Provided records section start

use serde::{Deserialize, Serialize};

/// Columns every campaign-day CSV must carry unless the config narrows the list.
pub const REQUIRED_COLUMNS: [&str; 10] = [
    "campaign_name",
    "date",
    "spend",
    "impressions",
    "clicks",
    "purchases",
    "revenue",
    "creative_type",
    "audience_type",
    "platform",
];

#[derive(Debug, Clone, Copy, PartialEq, Eq, Default, Serialize, Deserialize)]
#[serde(rename_all = "lowercase")]
pub enum LogFormat {
    #[default]
    Text,
    Json,
}

impl std::fmt::Display for LogFormat {
    fn fmt(&self, f: &mut std::fmt::Formatter<'_>) -> std::fmt::Result {
        match self {
            LogFormat::Text => write!(f, "text"),
            LogFormat::Json => write!(f, "json"),
        }
    }
}

impl std::str::FromStr for LogFormat {
    type Err = String;

    fn from_str(s: &str) -> Result<Self, Self::Err> {
        match s {
            "text" => Ok(LogFormat::Text),
            "json" => Ok(LogFormat::Json),
            other => Err(format!("unknown log format '{other}'; expected text or json")),
        }
    }
}

/// Fractional thresholds, all in `[0, 1]`.
#[derive(Debug, Clone, PartialEq, Serialize, Deserialize)]
#[serde(default, deny_unknown_fields)]
pub struct Thresholds {
    pub low_ctr: f64,
    pub high_confidence: f64,
    /// Relative change (e.g. `0.15` = 15 %) treated as a large effect.
    pub roas_change_significant: f64,
    /// Band around zero (e.g. `0.05` = ±5 %) classified as a stable trend.
    pub trend_stable_threshold: f64,
}

impl Default for Thresholds {
    fn default() -> Self {
        Self {
            low_ctr: 0.01,
            high_confidence: 0.7,
            roas_change_significant: 0.15,
            trend_stable_threshold: 0.05,
        }
    }
}

#[derive(Debug, Clone, PartialEq, Serialize, Deserialize)]
#[serde(default, deny_unknown_fields)]
pub struct AgentSettings {
    pub max_hypotheses: usize,
    /// Minimum rows on each side of a trend window or significance test.
    pub min_data_points: usize,
}

impl Default for AgentSettings {
    fn default() -> Self {
        Self {
            max_hypotheses: 5,
            min_data_points: 10,
        }
    }
}

#[derive(Debug, Clone, PartialEq, Serialize, Deserialize)]
#[serde(default, deny_unknown_fields)]
pub struct RetrySettings {
    pub max_retries: u32,
    pub backoff_multiplier: f64,
    pub base_delay_secs: f64,
    /// Wall-clock budget for one stage invocation, retries included.
    pub max_wall_clock_secs: Option<f64>,
}

impl Default for RetrySettings {
    fn default() -> Self {
        Self {
            max_retries: 3,
            backoff_multiplier: 2.0,
            base_delay_secs: 1.0,
            max_wall_clock_secs: None,
        }
    }
}

#[derive(Debug, Clone, PartialEq, Serialize, Deserialize)]
#[serde(default, deny_unknown_fields)]
pub struct DataQualitySettings {
    /// Largest tolerated fraction of rows dropped for missing values.
    pub max_missing_percentage: f64,
    pub required_fields: Vec<String>,
}

impl Default for DataQualitySettings {
    fn default() -> Self {
        Self {
            max_missing_percentage: 0.1,
            required_fields: REQUIRED_COLUMNS.iter().map(|c| (*c).to_string()).collect(),
        }
    }
}

/// Weights of the three confidence signals; must sum to 1.
#[derive(Debug, Clone, PartialEq, Serialize, Deserialize)]
#[serde(default, deny_unknown_fields)]
pub struct ConfidenceWeights {
    pub insight_confidence: f64,
    pub validation_strength: f64,
    pub segmentation_evidence: f64,
}

impl Default for ConfidenceWeights {
    fn default() -> Self {
        Self {
            insight_confidence: 0.4,
            validation_strength: 0.4,
            segmentation_evidence: 0.2,
        }
    }
}

#[derive(Debug, Clone, PartialEq, Serialize, Deserialize)]
#[serde(default, deny_unknown_fields)]
pub struct LoggingSettings {
    pub level: String,
    pub format: LogFormat,
}

impl Default for LoggingSettings {
    fn default() -> Self {
        Self {
            level: "info".to_string(),
            format: LogFormat::Text,
        }
    }
}

/// Full configuration for one analysis run.
///
/// Every section falls back to its defaults when absent from the YAML file.
#[derive(Debug, Clone, PartialEq, Serialize, Deserialize)]
#[serde(default, deny_unknown_fields)]
pub struct AnalysisConfig {
    pub thresholds: Thresholds,
    pub agents: AgentSettings,
    pub retry: RetrySettings,
    pub random_seed: u64,
    pub data_quality: DataQualitySettings,
    pub confidence_weights: ConfidenceWeights,
    pub logging: LoggingSettings,
}

impl Default for AnalysisConfig {
    fn default() -> Self {
        Self {
            thresholds: Thresholds::default(),
            agents: AgentSettings::default(),
            retry: RetrySettings::default(),
            random_seed: 42,
            data_quality: DataQualitySettings::default(),
            confidence_weights: ConfidenceWeights::default(),
            logging: LoggingSettings::default(),
        }
    }
}

impl AnalysisConfig {
    /// Stable-trend band expressed in percentage points.
    #[must_use]
    pub fn trend_threshold_pct(&self) -> f64 {
        self.thresholds.trend_stable_threshold * 100.0
    }
}
impl<'a> HypothesisValidator<'a> {
    #[must_use]
    pub fn new(
        summary: &'a DatasetSummary,
        rows: &'a [DatasetRow],
        settings: ValidatorSettings,
    ) -> Self {
        Self {
            summary,
            rows,
            settings,
            anchor: latest_date(rows),
        }
    }

    /// Validate every hypothesis and return them ranked.
    #[must_use]
    pub fn validate_all(&self, hypotheses: &[Hypothesis]) -> Vec<ValidatedHypothesis> {
        let mut validated: Vec<ValidatedHypothesis> =
            hypotheses.iter().map(|h| self.validate(h)).collect();
        rank_hypotheses(&mut validated);

        let confirmed = validated
            .iter()
            .filter(|v| v.validation_status == ValidationStatus::Confirmed)
            .count();
        tracing::info!(
            hypotheses = validated.len(),
            confirmed,
            "hypotheses validated"
        );
        validated
    }

    #[must_use]
    pub fn validate(&self, hypothesis: &Hypothesis) -> ValidatedHypothesis {
        let claim = hypothesis.expected_direction;
        let signals = self.signals(hypothesis);
        let significance = self.significance(hypothesis);

        let evidence_count = signals.len();
        let directional = signals.iter().filter(|s| s.directional).count();
        let supporting: Vec<&Signal> = signals.iter().filter(|s| s.supports(claim)).collect();

        let test = significance.as_ref().map(|(sig, diff)| TestOutcome {
            p_value: sig.p_value,
            agrees: agrees(*diff, claim),
        });
        let status = decide_status(evidence_count, test, supporting.len(), directional);

        let significance_term = test.filter(|t| t.agrees).map_or(0.0, |t| 1.0 - t.p_value);
        let max_change = supporting
            .iter()
            .map(|s| s.effect.abs())
            .fold(0.0_f64, f64::max);
        let magnitude_scale = 2.0 * self.settings.roas_change_significant * 100.0;
        let magnitude = if magnitude_scale > 0.0 {
            (max_change / magnitude_scale).min(1.0)
        } else {
            0.0
        };
        #[allow(clippy::cast_precision_loss)]
        let agreement = if directional == 0 {
            0.0
        } else {
            supporting.len() as f64 / directional as f64
        };
        let strength = validation_strength(significance_term, magnitude, agreement);

        let breakdowns = self.consistent_breakdowns(hypothesis);
        let mut score = combine_confidence(
            ConfidenceInputs {
                insight_confidence: hypothesis.confidence,
                validation_strength: strength,
                segmentation_evidence: segmentation_evidence(breakdowns),
            },
            &self.settings.weights,
        );
        if evidence_count < MIN_EVIDENCE_METRICS {
            score = score.min(INCONCLUSIVE_CAP);
        }

        let reasoning = self.reasoning(
            hypothesis,
            status,
            evidence_count,
            (supporting.len(), directional),
            significance.as_ref().map(|(s, _)| s),
            breakdowns,
            score,
        );

        tracing::debug!(
            hypothesis_id = %hypothesis.id,
            status = %status,
            evidence_count,
            supporting = supporting.len(),
            directional,
            strength,
            score,
            "hypothesis validated"
        );

        ValidatedHypothesis {
            hypothesis: hypothesis.clone(),
            evidence: Evidence {
                metrics: signals.into_iter().map(|s| s.metric).collect(),
                statistical_significance: significance.map(|(s, _)| s),
            },
            validation_status: status,
            adjusted_confidence_score: score,
            validation_reasoning: reasoning,
        }
    }

    fn signals(&self, hypothesis: &Hypothesis) -> Vec<Signal> {
        let metric = hypothesis.focus_metric;
        let name = metric.as_str();
        let overall = self.summary.metrics.get(metric);
        let trend = self.summary.trend(metric);
        let overall_wow = trend.and_then(|t| t.week_over_week_change);
        let overall_mom = trend.and_then(|t| t.month_over_month_change);
        let mut signals = Vec::new();

        if let Some(segment) = &hypothesis.segment {
            let label = format!("{}={}", segment.dimension, segment.value);

            let segment_value = self
                .summary
                .segment(segment.dimension, &segment.value)
                .and_then(|s| s.metric(metric));
            if let (Some(seg), Some(all)) = (segment_value, overall) {
                if let Some(gap) = percent_change(seg, all) {
                    signals.push(Signal {
                        metric: EvidenceMetric {
                            metric_name: format!("segment_{name}_vs_overall"),
                            value: gap,
                            comparison_text: format!(
                                "{label} {name} {seg:.4} vs overall {all:.4} ({gap:+.1}%)"
                            ),
                        },
                        effect: gap,
                        directional: true,
                    });
                }
            }

            if let (Some(seg_wow), Some(all_wow)) = (self.segment_wow(segment, metric), overall_wow) {
                signals.push(Signal {
                    metric: EvidenceMetric {
                        metric_name: format!("segment_{name}_wow_change"),
                        value: seg_wow,
                        comparison_text: format!("{seg_wow:+.1}% vs overall {all_wow:+.1}%"),
                    },
                    effect: seg_wow - all_wow,
                    directional: true,
                });
            }
        }

        // For segment claims the overall trend is context, not a vote.
        let overall_is_directional = hypothesis.segment.is_none();
        if let Some(wow) = overall_wow {
            signals.push(Signal {
                metric: EvidenceMetric {
                    metric_name: format!("{name}_wow_change"),
                    value: wow,
                    comparison_text: format!("last 7 days vs prior 7 days: {wow:+.1}%"),
                },
                effect: wow,
                directional: overall_is_directional,
            });
        }
        if let Some(mom) = overall_mom {
            signals.push(Signal {
                metric: EvidenceMetric {
                    metric_name: format!("{name}_mom_change"),
                    value: mom,
                    comparison_text: format!("last 28 days vs prior 28 days: {mom:+.1}%"),
                },
                effect: mom,
                directional: overall_is_directional,
            });
        }

        signals
    }

    fn segment_wow(&self, segment: &SegmentRef, metric: Metric) -> Option<f64> {
        let anchor = self.anchor?;
        WindowComparison::collect_where(self.rows, anchor, WEEK_DAYS, |r| in_segment(r, segment))
            .change(metric, self.settings.min_data_points)
    }

    /// Welch's test on per-row values of the focus metric, with the signed
    /// mean difference (sample minus reference).
    fn significance(&self, hypothesis: &Hypothesis) -> Option<(Significance, f64)> {
        let metric = hypothesis.focus_metric;
        let (sample, reference): (Vec<f64>, Vec<f64>) = match &hypothesis.segment {
            Some(segment) => {
                let (inside, outside): (Vec<&DatasetRow>, Vec<&DatasetRow>) =
                    self.rows.iter().partition(|r| in_segment(r, segment));
                (row_values(&inside, metric), row_values(&outside, metric))
            }
            None => {
                let anchor = self.anchor?;
                let (recent, prior) = window_bounds(anchor, WEEK_DAYS);
                let pick = |range: adpulse_core::DateRange| {
                    self.rows
                        .iter()
                        .filter(|r| range.contains(r.date))
                        .filter_map(|r| metric.for_row(r))
                        .collect::<Vec<f64>>()
                };
                (pick(recent), pick(prior))
            }
        };

        let needed = self.settings.min_data_points.max(2);
        if sample.len() < needed || reference.len() < needed {
            tracing::debug!(
                hypothesis_id = %hypothesis.id,
                sample = sample.len(),
                reference = reference.len(),
                needed,
                "too few rows for a significance test"
            );
            return None;
        }

        let test = welch_t_test(&sample, &reference)?;
        Some((
            Significance {
                test: TEST_NAME.to_string(),
                p_value: test.p_value,
                confidence_interval: test.confidence_interval,
                sample_size: sample.len(),
                reference_size: reference.len(),
            },
            test.mean_difference,
        ))
    }

    /// Number of dimension breakdowns in which the segment moves the way the
    /// hypothesis claims.
    fn consistent_breakdowns(&self, hypothesis: &Hypothesis) -> usize {
        let Some(segment) = &hypothesis.segment else {
            return 0;
        };
        let metric = hypothesis.focus_metric;
        let claim = hypothesis.expected_direction;
        let mut count = 0;

        let own = self
            .summary
            .segment(segment.dimension, &segment.value)
            .and_then(|s| s.metric(metric))
            .zip(self.summary.metrics.get(metric));
        if let Some((seg, all)) = own {
            if agrees(seg - all, claim) {
                count += 1;
            }
        }

        for dimension in Dimension::ALL {
            if dimension == segment.dimension {
                continue;
            }
            // group -> (inside segment, outside segment)
            let mut strata: BTreeMap<&str, (Totals, Totals)> = BTreeMap::new();
            for row in self.rows {
                let slot = strata.entry(dimension.value_of(row)).or_default();
                if in_segment(row, segment) {
                    slot.0.add(row);
                } else {
                    slot.1.add(row);
                }
            }

            let mut comparisons = 0_usize;
            let mut matches = 0_usize;
            for (inside, outside) in strata.values() {
                if inside.rows == 0 || outside.rows == 0 {
                    continue;
                }
                if let (Some(a), Some(b)) = (metric.from_totals(inside), metric.from_totals(outside)) {
                    comparisons += 1;
                    if agrees(a - b, claim) {
                        matches += 1;
                    }
                }
            }
            if comparisons > 0 && matches * 2 > comparisons {
                count += 1;
            }
        }
        count
    }

    #[allow(clippy::too_many_arguments)]
    fn reasoning(
        &self,
        hypothesis: &Hypothesis,
        status: ValidationStatus,
        evidence_count: usize,
        (supporting, directional): (usize, usize),
        significance: Option<&Significance>,
        breakdowns: usize,
        score: f64,
    ) -> String {
        let direction = match hypothesis.expected_direction {
            ExpectedDirection::Increase => "an increase",
            ExpectedDirection::Decrease => "a decrease",
        };
        let mut parts = vec![format!(
            "{supporting} of {directional} directional signals support {direction} in {}",
            hypothesis.focus_metric
        )];
        match significance {
            Some(s) => parts.push(format!(
                "Welch t-test p = {:.3} (n = {} vs {})",
                s.p_value, s.sample_size, s.reference_size
            )),
            None => parts.push("no significance test (too few rows)".to_string()),
        }
        if hypothesis.segment.is_some() {
            parts.push(format!("{breakdowns} consistent dimension breakdowns"));
        }

        let verdict = match status {
            ValidationStatus::Confirmed => "confirmed: significant effect in the claimed direction",
            ValidationStatus::Rejected => "rejected: evidence contradicts the claim",
            ValidationStatus::Inconclusive if evidence_count < MIN_EVIDENCE_METRICS => {
                "inconclusive: fewer than two evidence metrics could be computed"
            }
            ValidationStatus::Inconclusive => "inconclusive: effect not significant",
        };
        parts.push(verdict.to_string());
        if score >= self.settings.high_confidence {
            parts.push("high confidence".to_string());
        }
        parts.join("; ")
    }
}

Provided records section end

Within the records, the lines containing the string "anchor" are to be counted and their number given without comment.

[Response area] 5